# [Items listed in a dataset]
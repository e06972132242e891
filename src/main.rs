use std::{
    error::Error,
    io,
    process,
    time::{Duration, UNIX_EPOCH},
};

use clap::{command, Args as ClapArgs, Parser, Subcommand, ValueHint};
use log::{debug, error, info, LevelFilter};
use uuid::Uuid;

use scrobbler::{
    config::Config,
    credentials::Credentials,
    session::Session,
    track::{Rating, Scrobble, Source, Track},
};

/// Profile to display when not built in release mode.
#[cfg(debug_assertions)]
const BUILD_PROFILE: &str = "debug";
/// Profile to display when not built release mode.
#[cfg(not(debug_assertions))]
const BUILD_PROFILE: &str = "release";

/// Group name for mutually exclusive logging options.
const ARGS_GROUP_LOGGING: &str = "logging";

/// Command line arguments as parsed by `clap`.
#[derive(Clone, Debug, PartialEq, Eq, Parser)]
#[command(author, version, about, long_about = None)]
struct Args {
    /// Secrets file
    ///
    /// Ensure that the this file is kept secure and not shared publicly, as it
    /// contains the API secret and session key of your account.
    #[arg(short, long, value_name = "FILE", value_hint = ValueHint::FilePath, default_value_t = String::from("secrets.toml"))]
    secrets_file: String,

    /// Request timeout in seconds
    #[arg(long, value_name = "SECONDS", default_value_t = Config::DEFAULT_TIMEOUT.as_secs())]
    timeout: u64,

    /// Text to append to the `User-Agent` header
    #[arg(long, value_name = "TEXT", default_value_t = String::new())]
    user_agent: String,

    /// Suppresses all output except warnings and errors.
    #[arg(short, long, default_value_t = false, group = ARGS_GROUP_LOGGING)]
    quiet: bool,

    /// Enable verbose logging
    ///
    /// Specify twice for trace logging.
    #[arg(short, long, action = clap::ArgAction::Count, group = ARGS_GROUP_LOGGING)]
    verbose: u8,

    #[command(subcommand)]
    command: Command,
}

#[derive(Clone, Debug, PartialEq, Eq, Subcommand)]
enum Command {
    /// Announce a track that has started playing
    NowPlaying {
        #[command(flatten)]
        track: TrackArgs,
    },

    /// Submit a track that has finished playing
    Scrobble {
        #[command(flatten)]
        track: TrackArgs,

        /// When the track started playing, in seconds since the epoch (UTC)
        #[arg(long, value_name = "TIMESTAMP")]
        started_at: u64,

        /// How the track was selected: P, R, E or L (optionally followed by
        /// the Last.fm recommendation key)
        #[arg(long, default_value_t = String::from("P"))]
        source: String,

        /// Rating: L (love), B (ban) or S (skip)
        #[arg(long)]
        rating: Option<String>,
    },
}

#[derive(Clone, Debug, PartialEq, Eq, ClapArgs)]
struct TrackArgs {
    /// Artist name
    #[arg(short, long)]
    artist: String,

    /// Track title
    #[arg(short, long)]
    track: String,

    /// Album title
    #[arg(short = 'b', long)]
    album: Option<String>,

    /// Track length in seconds
    #[arg(short, long, value_name = "SECONDS")]
    length: Option<u64>,

    /// Position of the track on the album
    #[arg(short = 'n', long)]
    track_number: Option<u32>,

    /// MusicBrainz track ID
    #[arg(short, long)]
    mbid: Option<Uuid>,
}

impl From<TrackArgs> for Track {
    fn from(args: TrackArgs) -> Self {
        Self {
            artist: args.artist,
            title: args.track,
            album: args.album,
            length: args.length.map(Duration::from_secs),
            track_number: args.track_number,
            mbid: args.mbid,
        }
    }
}

/// Initializes the logger facade.
///
/// The logging level is determined as follows, in order of precedence from
/// highest to lowest:
/// 1. Command line arguments
/// 2. `RUST_LOG` environment variable
/// 3. Hard coded default
///
/// # Panics
///
/// Panics when a logger facade is already initialized.
fn init_logger(config: &Args) {
    let mut logger = env_logger::Builder::from_env(
        // Note: if you change the default logging level here, then you should
        // probably also change the verbosity levels below.
        env_logger::Env::default().filter_or(env_logger::DEFAULT_FILTER_ENV, "info"),
    );

    if config.quiet || config.verbose > 0 {
        let level = match config.verbose {
            0 => {
                // Quiet and verbose are mutually exclusive, and `verbose` is 0
                // by default. So this arm means: quiet mode.
                LevelFilter::Warn
            }
            1 => LevelFilter::Debug,
            _ => LevelFilter::Trace,
        };

        // Filter log messages of external crates.
        logger.filter_module(module_path!(), level);
    }

    logger.init();
}

/// Loads the credentials from a file.
///
/// # Errors
///
/// This function returns an error if the file could not be read or is not a
/// valid secrets file.
fn load_credentials(secrets_file: &str) -> io::Result<Credentials> {
    let credentials = Credentials::from_file(secrets_file);

    if let Err(ref e) = credentials {
        if e.kind() == io::ErrorKind::NotFound {
            info!("see secrets.toml.example on how to set your credentials in {secrets_file}");
        }
    }

    credentials
}

/// Performs the handshake and the requested command.
///
/// # Errors
///
/// This function returns an error when the secrets file cannot be loaded,
/// the arguments are not a valid play event, or the server refuses the
/// handshake or the request.
async fn run(args: Args) -> Result<(), Box<dyn Error>> {
    let credentials = load_credentials(&args.secrets_file)?;

    let mut config = Config::with_user_agent(&args.user_agent);
    config.timeout = Duration::from_secs(args.timeout);

    let session = Session::new(credentials, &config).await?;

    match args.command {
        Command::NowPlaying { track } => {
            let track = Track::from(track);
            session.now_playing(&track).await?;
            info!("now playing: {} - {}", track.artist, track.title);
        }

        Command::Scrobble {
            track,
            started_at,
            source,
            rating,
        } => {
            let mut scrobble = Scrobble::new(
                Track::from(track),
                UNIX_EPOCH + Duration::from_secs(started_at),
            )
            .with_source(source.parse::<Source>()?);
            if let Some(rating) = rating {
                scrobble = scrobble.with_rating(rating.parse::<Rating>()?);
            }

            session.submit(&scrobble).await?;
            info!(
                "scrobbled: {} - {}",
                scrobble.track.artist, scrobble.track.title
            );
        }
    }

    Ok(())
}

/// Main entry point of the application.
///
/// This function initializes the logger facade, parses the command line
/// arguments, and runs the requested command.
#[tokio::main]
async fn main() {
    // `clap` handles our command line arguments and help text.
    let args = Args::parse();
    init_logger(&args);

    // Dump command line arguments before we do anything more.
    // This aids in debugging of whatever comes next.
    debug!("Command {:#?}", args);

    let cmd = command!();
    let name = cmd.get_name().to_string();
    let version = cmd.get_version().unwrap_or("UNKNOWN").to_string();

    info!("starting {name}/{version}; {BUILD_PROFILE}");

    if let Err(e) = run(args).await {
        error!("{e}");
        process::exit(1);
    }
}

# [Exercise brief]
For this task, please set down every entry exactly, with no line left out.

# [Answer for this exercise]
repository e06972132242e891
filename src/main.rs
use std::{
    error::Error,
    io,
    process,
    time::{Duration, UNIX_EPOCH},
};

use clap::{command, Args as ClapArgs, Parser, Subcommand, ValueHint};
use log::{debug, error, info, LevelFilter};
use uuid::Uuid;

use scrobbler::{
    config::Config,
    credentials::Credentials,
    session::Session,
    track::{Rating, Scrobble, Source, Track},
};

/// Profile to display when not built in release mode.
#[cfg(debug_assertions)]
const BUILD_PROFILE: &str = "debug";
/// Profile to display when not built release mode.
#[cfg(not(debug_assertions))]
const BUILD_PROFILE: &str = "release";

/// Group name for mutually exclusive logging options.
const ARGS_GROUP_LOGGING: &str = "logging";

/// Command line arguments as parsed by `clap`.
#[derive(Clone, Debug, PartialEq, Eq, Parser)]
#[command(author, version, about, long_about = None)]
struct Args {
    /// Secrets file
    ///
    /// Ensure that the this file is kept secure and not shared publicly, as it
    /// contains the API secret and session key of your account.
    #[arg(short, long, value_name = "FILE", value_hint = ValueHint::FilePath, default_value_t = String::from("secrets.toml"))]
    secrets_file: String,

    /// Request timeout in seconds
    #[arg(long, value_name = "SECONDS", default_value_t = Config::DEFAULT_TIMEOUT.as_secs())]
    timeout: u64,

    /// Text to append to the `User-Agent` header
    #[arg(long, value_name = "TEXT", default_value_t = String::new())]
    user_agent: String,

    /// Suppresses all output except warnings and errors.
    #[arg(short, long, default_value_t = false, group = ARGS_GROUP_LOGGING)]
    quiet: bool,

    /// Enable verbose logging
    ///
    /// Specify twice for trace logging.
    #[arg(short, long, action = clap::ArgAction::Count, group = ARGS_GROUP_LOGGING)]
    verbose: u8,

    #[command(subcommand)]
    command: Command,
}

#[derive(Clone, Debug, PartialEq, Eq, Subcommand)]
enum Command {
    /// Announce a track that has started playing
    NowPlaying {
        #[command(flatten)]
        track: TrackArgs,
    },

    /// Submit a track that has finished playing
    Scrobble {
        #[command(flatten)]
        track: TrackArgs,

        /// When the track started playing, in seconds since the epoch (UTC)
        #[arg(long, value_name = "TIMESTAMP")]
        started_at: u64,

        /// How the track was selected: P, R, E or L (optionally followed by
        /// the Last.fm recommendation key)
        #[arg(long, default_value_t = String::from("P"))]
        source: String,

        /// Rating: L (love), B (ban) or S (skip)
        #[arg(long)]
        rating: Option<String>,
    },
}

#[derive(Clone, Debug, PartialEq, Eq, ClapArgs)]
struct TrackArgs {
    /// Artist name
    #[arg(short, long)]
    artist: String,

    /// Track title
    #[arg(short, long)]
    track: String,

    /// Album title
    #[arg(short = 'b', long)]
    album: Option<String>,

    /// Track length in seconds
    #[arg(short, long, value_name = "SECONDS")]
    length: Option<u64>,

    /// Position of the track on the album
    #[arg(short = 'n', long)]
    track_number: Option<u32>,

    /// MusicBrainz track ID
    #[arg(short, long)]
    mbid: Option<Uuid>,
}

impl From<TrackArgs> for Track {
    fn from(args: TrackArgs) -> Self {
        Self {
            artist: args.artist,
            title: args.track,
            album: args.album,
            length: args.length.map(Duration::from_secs),
            track_number: args.track_number,
            mbid: args.mbid,
        }
    }
}

/// Initializes the logger facade.
///
/// The logging level is determined as follows, in order of precedence from
/// highest to lowest:
/// 1. Command line arguments
/// 2. `RUST_LOG` environment variable
/// 3. Hard coded default
///
/// # Panics
///
/// Panics when a logger facade is already initialized.
fn init_logger(config: &Args) {
    let mut logger = env_logger::Builder::from_env(
        // Note: if you change the default logging level here, then you should
        // probably also change the verbosity levels below.
        env_logger::Env::default().filter_or(env_logger::DEFAULT_FILTER_ENV, "info"),
    );

    if config.quiet || config.verbose > 0 {
        let level = match config.verbose {
            0 => {
                // Quiet and verbose are mutually exclusive, and `verbose` is 0
                // by default. So this arm means: quiet mode.
                LevelFilter::Warn
            }
            1 => LevelFilter::Debug,
            _ => LevelFilter::Trace,
        };

        // Filter log messages of external crates.
        logger.filter_module(module_path!(), level);
    }

    logger.init();
}

/// Loads the credentials from a file.
///
/// # Errors
///
/// This function returns an error if the file could not be read or is not a
/// valid secrets file.
fn load_credentials(secrets_file: &str) -> io::Result<Credentials> {
    let credentials = Credentials::from_file(secrets_file);

    if let Err(ref e) = credentials {
        if e.kind() == io::ErrorKind::NotFound {
            info!("see secrets.toml.example on how to set your credentials in {secrets_file}");
        }
    }

    credentials
}

/// Performs the handshake and the requested command.
///
/// # Errors
///
/// This function returns an error when the secrets file cannot be loaded,
/// the arguments are not a valid play event, or the server refuses the
/// handshake or the request.
async fn run(args: Args) -> Result<(), Box<dyn Error>> {
    let credentials = load_credentials(&args.secrets_file)?;

    let mut config = Config::with_user_agent(&args.user_agent);
    config.timeout = Duration::from_secs(args.timeout);

    let session = Session::new(credentials, &config).await?;

    match args.command {
        Command::NowPlaying { track } => {
            let track = Track::from(track);
            session.now_playing(&track).await?;
            info!("now playing: {} - {}", track.artist, track.title);
        }

        Command::Scrobble {
            track,
            started_at,
            source,
            rating,
        } => {
            let mut scrobble = Scrobble::new(
                Track::from(track),
                UNIX_EPOCH + Duration::from_secs(started_at),
            )
            .with_source(source.parse::<Source>()?);
            if let Some(rating) = rating {
                scrobble = scrobble.with_rating(rating.parse::<Rating>()?);
            }

            session.submit(&scrobble).await?;
            info!(
                "scrobbled: {} - {}",
                scrobble.track.artist, scrobble.track.title
            );
        }
    }

    Ok(())
}

/// Main entry point of the application.
///
/// This function initializes the logger facade, parses the command line
/// arguments, and runs the requested command.
#[tokio::main]
async fn main() {
    // `clap` handles our command line arguments and help text.
    let args = Args::parse();
    init_logger(&args);

    // Dump command line arguments before we do anything more.
    // This aids in debugging of whatever comes next.
    debug!("Command {:#?}", args);

    let cmd = command!();
    let name = cmd.get_name().to_string();
    let version = cmd.get_version().unwrap_or("UNKNOWN").to_string();

    info!("starting {name}/{version}; {BUILD_PROFILE}");

    if let Err(e) = run(args).await {
        error!("{e}");
        process::exit(1);
    }
}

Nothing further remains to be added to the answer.